`Investigating Netflix Movies with Python`

`September 2025`

This project involves analysing a dataset of Netflix movies to uncover insights about movie durations and genres in the 1990s. The analysis includes filtering the dataset, calculating the most frequent movie duration, and counting specific types of movies.

`Any questions, please reach out!`

Chiawei Wang PhD\
Product & Data Analyst\
<chiawei.w@outlook.com>

`*` Note that the table of contents and other links may not work directly on GitHub.

[Table of Contents](#table-of-contents)
1. [Executive Summary](#executive-summary)
   - [Background](#background)
   - [Data Overview](#data-overview)
   - [Research Questions](#research-questions)
   - [Approach](#approach)
   - [Results](#results)
2. [Exploratory Data Analysis](#exploratory-data-analysis)

# Executive Summary

## Background

Netflix, founded in 1997, has transformed from a DVD rental service to a leading global entertainment platform. With a vast library of movies and series, Netflix offers a unique opportunity to explore trends in the entertainment industry.

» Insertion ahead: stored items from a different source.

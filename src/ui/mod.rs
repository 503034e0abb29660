mod components;
mod layout;
mod panel;
mod rail;
mod utils;

pub use layout::{hit_test, viewport_width};

use crate::app::App;
use ratatui::{
    Frame,
    layout::{Constraint, Direction, Layout, Rect},
    style::{Color, Modifier, Style},
    text::{Line, Span},
    widgets::{Block, Borders, Paragraph},
};

pub fn render(f: &mut Frame, app: &App) {
    let scene = app.scene();
    let regions = layout::areas(f.area());

    render_header(f, app, regions.header);
    rail::render_rail(f, regions.rail, scene);
    rail::render_tooltip(f, regions.tooltip, scene);

    if scene.panel.visible {
        components::render_navigation_footer(
            f,
            regions.footer,
            "SETTINGS",
            &[("Esc", "close"), ("Enter", "close"), ("Ctrl+C", "quit")],
        );
        panel::render_settings_panel(f, scene);
    } else {
        components::render_navigation_footer(
            f,
            regions.footer,
            "HOME",
            &[
                ("←/→", "move"),
                ("Enter", "open"),
                ("S", "settings"),
                ("R", "reload"),
                ("Ctrl+C", "quit"),
            ],
        );
    }
}

fn render_header(f: &mut Frame, app: &App, area: Rect) {
    f.render_widget(
        Block::default()
            .borders(Borders::ALL)
            .border_style(Style::default().fg(Color::DarkGray)),
        area,
    );

    let inner = Rect {
        x: area.x.saturating_add(1),
        y: area.y.saturating_add(1),
        width: area.width.saturating_sub(2),
        height: area.height.saturating_sub(2),
    };
    let chunks = Layout::default()
        .direction(Direction::Horizontal)
        .constraints([
            Constraint::Length(10), // Title
            Constraint::Min(0),     // Toast
            Constraint::Length(30), // Badges
        ])
        .split(inner);

    if let [title, toast, badges] = &chunks[..] {
        f.render_widget(
            Paragraph::new(Line::from(vec![
                Span::raw(" "),
                Span::styled(
                    "Home",
                    Style::default()
                        .fg(Color::Magenta)
                        .add_modifier(Modifier::BOLD),
                ),
            ])),
            *title,
        );
        if let Some(message) = app.status_toast_message() {
            components::render_status_toast(f, *toast, message);
        }
        components::render_badges(f, *badges, &app.scene().badges);
    }
}
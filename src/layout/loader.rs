use serde::de::{DeserializeOwned, Error as _};
use serde_json::Value;
use std::collections::HashSet;
use tracing::{info, warn};

use super::store::{DocumentStore, LayoutError, LayoutResult};
use super::types::{LaunchItem, LoadedLayout, NetworkIndicator};

/// Loads the layout from `store`, falling back to the built-in layout on any failure.
/// Startup never blocks on a bad or missing document.
pub fn load(store: &dyn DocumentStore) -> LoadedLayout {
    let location = store.describe();
    match store.fetch().and_then(|text| parse_document(&text)) {
        Ok(layout) => {
            info!(
                source = %location,
                items = layout.items.len(),
                indicators = layout.network_indicators.len(),
                "layout loaded"
            );
            layout
        }
        Err(error) => {
            warn!(source = %location, %error, "layout unavailable, using built-in defaults");
            LoadedLayout::builtin()
        }
    }
}

/// Parses a layout document. Missing or malformed fields fall back one at a time;
/// only entries without a usable id are dropped.
pub fn parse_document(text: &str) -> LayoutResult<LoadedLayout> {
    let document: Value = serde_json::from_str(text)?;
    let Value::Object(fields) = document else {
        return Err(LayoutError::Parse(serde_json::Error::custom(
            "layout document must be an object",
        )));
    };

    Ok(LoadedLayout {
        items: parse_items(fields.get("icons")),
        network_indicators: parse_indicators(fields.get("networkIcons")),
        initial_focus_index: parse_focus_hint(fields.get("initialFocusIndex")),
    })
}

fn parse_focus_hint(value: Option<&Value>) -> usize {
    match value {
        None | Some(Value::Null) => 0,
        Some(raw) => raw
            .as_u64()
            .and_then(|index| usize::try_from(index).ok())
            .unwrap_or_else(|| {
                warn!(value = %raw, "invalid initialFocusIndex, using 0");
                0
            }),
    }
}

fn entries(value: Option<&Value>, field: &str) -> Vec<Value> {
    match value {
        None | Some(Value::Null) => Vec::new(),
        Some(Value::Array(entries)) => entries.clone(),
        Some(other) => {
            warn!(field, value = %other, "expected a list, ignoring field");
            Vec::new()
        }
    }
}

/// Entries need a non-blank string `id`; every other field falls back on its own
fn parse_entry<T: DeserializeOwned>(entry: Value, kind: &str) -> Option<T> {
    match serde_json::from_value::<T>(entry) {
        Ok(parsed) => Some(parsed),
        Err(error) => {
            warn!(%error, kind, "dropping entry without a usable id");
            None
        }
    }
}

fn label_or_id(label: &mut String, id: &str) {
    if label.trim().is_empty() {
        *label = id.to_string();
    }
}

fn parse_items(value: Option<&Value>) -> Vec<LaunchItem> {
    let mut seen = HashSet::new();
    entries(value, "icons")
        .into_iter()
        .filter_map(|entry| parse_entry::<LaunchItem>(entry, "icon"))
        .filter(|item| !item.id.trim().is_empty())
        .filter(|item| {
            let fresh = seen.insert(item.id.clone());
            if !fresh {
                warn!(id = %item.id, "dropping duplicate icon id");
            }
            fresh
        })
        .map(|mut item| {
            label_or_id(&mut item.label, &item.id);
            item
        })
        .collect()
}

fn parse_indicators(value: Option<&Value>) -> Vec<NetworkIndicator> {
    entries(value, "networkIcons")
        .into_iter()
        .filter_map(|entry| parse_entry::<NetworkIndicator>(entry, "network icon"))
        .filter(|indicator| !indicator.id.trim().is_empty())
        .map(|mut indicator| {
            label_or_id(&mut indicator.label, &indicator.id);
            indicator
        })
        .collect()
}
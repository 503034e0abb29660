/// Margin past the last item so it never sits flush against the viewport edge
pub const DEFAULT_SLACK: f64 = 80.0;

/// Fixed item geometry of the rail, in whatever unit the surface draws in
#[derive(Debug, Clone, Copy, PartialEq)]
pub struct RailGeometry {
    pub item_size: f64,
    pub item_gap: f64,
    pub slack: f64,
}

impl Default for RailGeometry {
    fn default() -> Self {
        Self {
            item_size: 170.0,
            item_gap: 28.0,
            slack: DEFAULT_SLACK,
        }
    }
}

impl RailGeometry {
    pub fn new(item_size: f64, item_gap: f64, slack: f64) -> Self {
        Self {
            item_size: item_size.max(0.0),
            item_gap: item_gap.max(0.0),
            slack: slack.max(0.0),
        }
    }

    /// Distance between the starts of two neighbouring items
    #[must_use]
    pub fn pitch(&self) -> f64 {
        self.item_size + self.item_gap
    }

    /// Left edge of the item at `index`, before scrolling
    #[must_use]
    pub fn item_start(&self, index: usize) -> f64 {
        index as f64 * self.pitch()
    }

    #[must_use]
    pub fn content_width(&self, item_count: usize) -> f64 {
        if item_count == 0 {
            return 0.0;
        }
        item_count as f64 * self.pitch() - self.item_gap
    }

    #[must_use]
    pub fn max_offset(&self, item_count: usize, viewport_width: f64) -> f64 {
        let max = self.content_width(item_count) - viewport_width + self.slack;
        if max.is_finite() { max.max(0.0) } else { 0.0 }
    }
}

/// Horizontal scroll that centres the focused item, pinned to `[0, max_offset]`.
/// A focus index past the end is treated as the last item.
#[must_use]
pub fn compute_offset(
    focus_index: usize,
    geometry: &RailGeometry,
    item_count: usize,
    viewport_width: f64,
) -> f64 {
    if item_count == 0 {
        return 0.0;
    }
    let focus = focus_index.min(item_count - 1);
    let max = geometry.max_offset(item_count, viewport_width);
    let raw = geometry.item_start(focus) + geometry.item_size / 2.0 - viewport_width / 2.0
        + geometry.item_gap / 2.0;

    if raw.is_finite() { raw.clamp(0.0, max) } else { 0.0 }
}

#[cfg(test)]
mod tests {
    use super::*;
    use proptest::prelude::*;

    #[test]
    fn test_content_width() {
        let geometry = RailGeometry::default();
        assert_eq!(geometry.content_width(0), 0.0);
        assert_eq!(geometry.content_width(1), 170.0);
        assert_eq!(geometry.content_width(6), 1160.0);
    }

    #[test]
    fn test_last_item_pins_to_max_offset() {
        let geometry = RailGeometry::default();
        let max = geometry.max_offset(6, 800.0);
        assert_eq!(max, 440.0);
        // raw centred value would be 689
        assert_eq!(compute_offset(5, &geometry, 6, 800.0), max);
    }

    #[test]
    fn test_first_item_pins_to_zero() {
        let geometry = RailGeometry::default();
        assert_eq!(compute_offset(0, &geometry, 6, 800.0), 0.0);
    }

    #[test]
    fn test_middle_item_is_centred() {
        let geometry = RailGeometry::default();
        // 3 * 198 + 85 - 400 + 14
        assert_eq!(compute_offset(3, &geometry, 6, 800.0), 293.0);
    }

    #[test]
    fn test_wide_viewport_never_scrolls() {
        let geometry = RailGeometry::default();
        for focus in 0..6 {
            assert_eq!(compute_offset(focus, &geometry, 6, 4000.0), 0.0);
        }
    }

    #[test]
    fn test_empty_rail_has_no_offset() {
        assert_eq!(compute_offset(0, &RailGeometry::default(), 0, 800.0), 0.0);
    }

    #[test]
    fn test_stale_focus_treated_as_last() {
        let geometry = RailGeometry::default();
        assert_eq!(
            compute_offset(40, &geometry, 6, 800.0),
            compute_offset(5, &geometry, 6, 800.0)
        );
    }

    proptest! {
        #[test]
        fn offset_within_bounds(
            focus in 0usize..64,
            count in 0usize..64,
            size in 0.0f64..400.0,
            gap in 0.0f64..100.0,
            slack in 0.0f64..200.0,
            viewport in 0.0f64..4000.0,
        ) {
            let geometry = RailGeometry::new(size, gap, slack);
            let offset = compute_offset(focus, &geometry, count, viewport);
            prop_assert!(offset >= 0.0);
            prop_assert!(offset <= geometry.max_offset(count, viewport));
        }
    }
}
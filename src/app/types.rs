use std::time::{Duration, Instant};

/// Short-lived message shown in the header, e.g. `LAUNCHING NETFLIX`
#[derive(Debug, Clone)]
pub struct StatusToast {
    pub message: String,
    pub created_at: Instant,
}

impl StatusToast {
    pub fn new(message: impl Into<String>) -> Self {
        Self {
            message: message.into(),
            created_at: Instant::now(),
        }
    }

    pub fn is_expired(&self, duration: Duration) -> bool {
        self.created_at.elapsed() >= duration
    }
}
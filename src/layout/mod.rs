mod loader;
mod store;
mod types;

pub use loader::load;
pub use store::store_for_source;
pub use types::*;
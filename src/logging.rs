use color_eyre::Result;
use std::fs;
use std::path::Path;
use std::str::FromStr;
use tracing_appender::non_blocking::WorkerGuard;
use tracing_subscriber::filter::LevelFilter;

const LOG_FILE: &str = "homerail.log";

/// Parses a configured level, `info` when unrecognised
#[must_use]
pub fn level_filter(level: &str) -> LevelFilter {
    LevelFilter::from_str(level.trim()).unwrap_or(LevelFilter::INFO)
}

/// Routes `tracing` output to `<dir>/homerail.log` so it never draws over the TUI.
/// Keep the returned guard alive until exit or buffered lines are lost.
pub fn init(dir: &Path, level: &str) -> Result<WorkerGuard> {
    fs::create_dir_all(dir)?;
    let appender = tracing_appender::rolling::never(dir, LOG_FILE);
    let (writer, guard) = tracing_appender::non_blocking(appender);

    tracing_subscriber::fmt()
        .with_writer(writer)
        .with_ansi(false)
        .with_target(false)
        .with_max_level(level_filter(level))
        .try_init()
        .map_err(|error| color_eyre::eyre::eyre!("Failed to install logger: {error}"))?;

    Ok(guard)
}
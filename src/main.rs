// Defensive programming lints - prevent panics and unsafe patterns
#![deny(clippy::indexing_slicing)]
#![deny(clippy::unwrap_used)]
#![deny(clippy::expect_used)]
#![warn(clippy::fallible_impl_from)]
#![warn(clippy::wildcard_enum_match_arm)]
#![warn(clippy::fn_params_excessive_bools)]
// Idiomatic Rust lints
#![warn(clippy::needless_return)]
#![warn(clippy::let_and_return)]
#![warn(clippy::must_use_candidate)]
#![warn(clippy::redundant_closure_for_method_calls)]
#![warn(clippy::map_unwrap_or)]
#![warn(clippy::explicit_iter_loop)]

mod app;
mod config;
mod input;
mod layout;
mod logging;
mod rail;
mod ui;
mod view;

use app::{App, LogSink};
use color_eyre::Result;
use crossterm::{
    event::{self, DisableMouseCapture, EnableMouseCapture, Event, MouseButton, MouseEventKind},
    execute,
    terminal::{EnterAlternateScreen, LeaveAlternateScreen, disable_raw_mode, enable_raw_mode},
};
use layout::LoadedLayout;
use ratatui::{
    Terminal,
    backend::{Backend, CrosstermBackend},
    layout::Rect,
};
use std::path::PathBuf;
use std::{io, time::Duration};
use tracing::{info, warn};

fn main() -> Result<()> {
    // Setup error handling
    color_eyre::install()?;

    // A broken config.toml must not keep the launcher from starting
    let (config, config_error) = match config::Config::load() {
        Ok(config) => (config, None),
        Err(error) => (config::Config::default(), Some(error)),
    };

    let _log_guard = config::Config::log_dir()
        .and_then(|dir| logging::init(&dir, &config.logging.level))
        .map_err(|error| eprintln!("Logging disabled: {error}"))
        .ok();
    if let Some(error) = config_error {
        warn!(%error, "config.toml unreadable, using defaults");
    }

    let layout = load_layout(&config);

    // Setup terminal
    enable_raw_mode()?;
    let mut stdout = io::stdout();
    execute!(stdout, EnterAlternateScreen, EnableMouseCapture)?;
    let backend = CrosstermBackend::new(stdout);
    let mut terminal = Terminal::new(backend)?;

    let size = terminal.size()?;
    let viewport = ui::viewport_width(Rect::new(0, 0, size.width, size.height));
    let mut app = App::new(layout, config.rail.geometry(), viewport, Box::new(LogSink));
    let res = run_app(&mut terminal, &mut app, &config);

    // Restore terminal
    disable_raw_mode()?;
    execute!(
        terminal.backend_mut(),
        LeaveAlternateScreen,
        DisableMouseCapture
    )?;
    terminal.show_cursor()?;

    if let Err(err) = res {
        eprintln!("Error: {:?}", err);
    }

    Ok(())
}

fn load_layout(config: &config::Config) -> LoadedLayout {
    let base_dir = config::Config::config_dir().unwrap_or_else(|_| PathBuf::from("."));
    match layout::store_for_source(&config.layout.source, &base_dir, config.layout.timeout()) {
        Ok(store) => {
            info!(source = %store.describe(), "loading layout");
            layout::load(store.as_ref())
        }
        Err(error) => {
            warn!(%error, "layout store unavailable, using built-in defaults");
            LoadedLayout::builtin()
        }
    }
}

fn run_app<B: Backend>(
    terminal: &mut Terminal<B>,
    app: &mut App,
    config: &config::Config,
) -> Result<()> {
    loop {
        app.clear_expired_status_toast();

        terminal.draw(|f| ui::render(f, app))?;

        if app.should_quit {
            break;
        }

        // Poll for events with a timeout
        if event::poll(Duration::from_millis(100))? {
            match event::read()? {
                Event::Key(key) => {
                    if let Some(key_input) = input::key_input(key) {
                        app.handle_key(key_input);
                    }
                    if app.reload_requested {
                        app.replace_layout(load_layout(config));
                    }
                }
                Event::Mouse(mouse) => {
                    if mouse.kind == MouseEventKind::Down(MouseButton::Left) {
                        let size = terminal.size()?;
                        let area = Rect::new(0, 0, size.width, size.height);
                        if let Some(target) =
                            ui::hit_test(area, app.scene(), mouse.column, mouse.row)
                        {
                            app.dispatch_pointer(target);
                        }
                    }
                }
                Event::Resize(width, height) => {
                    app.resize(ui::viewport_width(Rect::new(0, 0, width, height)));
                }
                Event::FocusGained | Event::FocusLost | Event::Paste(_) => {}
            }
        }
    }

    Ok(())
}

This report focuses on analyzing Netflix's movie offerings, particularly those from the 1990s, to provide insights for a production company specialising in nostalgic content.

## Data Overview

The dataset contains the following columns:

| Column        | Description                       |
|---------------|-----------------------------------|
| show_id       | The ID of the show                |
| type          | Type of show                      |
| title         | Title of the show                 |
| director      | Director of the show              |
| cast          | Cast of the show                  |
| country       | Country of origin                 |
| date_added    | Date added to Netflix             |
| release_year  | Year of Netflix release           |
| rating        | Show rating                       |
| duration      | Duration of the show in minutes   |
| listed_in     | Genre of the show                 |
| description   | Description of the show           |

## Research Questions

1. What was the most frequent movie duration in the 1990s?
2. How many short movies (less than 90 minutes) were action movies released in the 1990s?

## Approach

1. Filter the data for movies released in the 1990s
2. Find the most frequent movie duration
3. Count the number of short action movies from the 1990s

## Results

- The most frequent movie duration in the 1990s was 90 minutes.
- There were 15 short action movies (less than 90 minutes) released in the 1990s.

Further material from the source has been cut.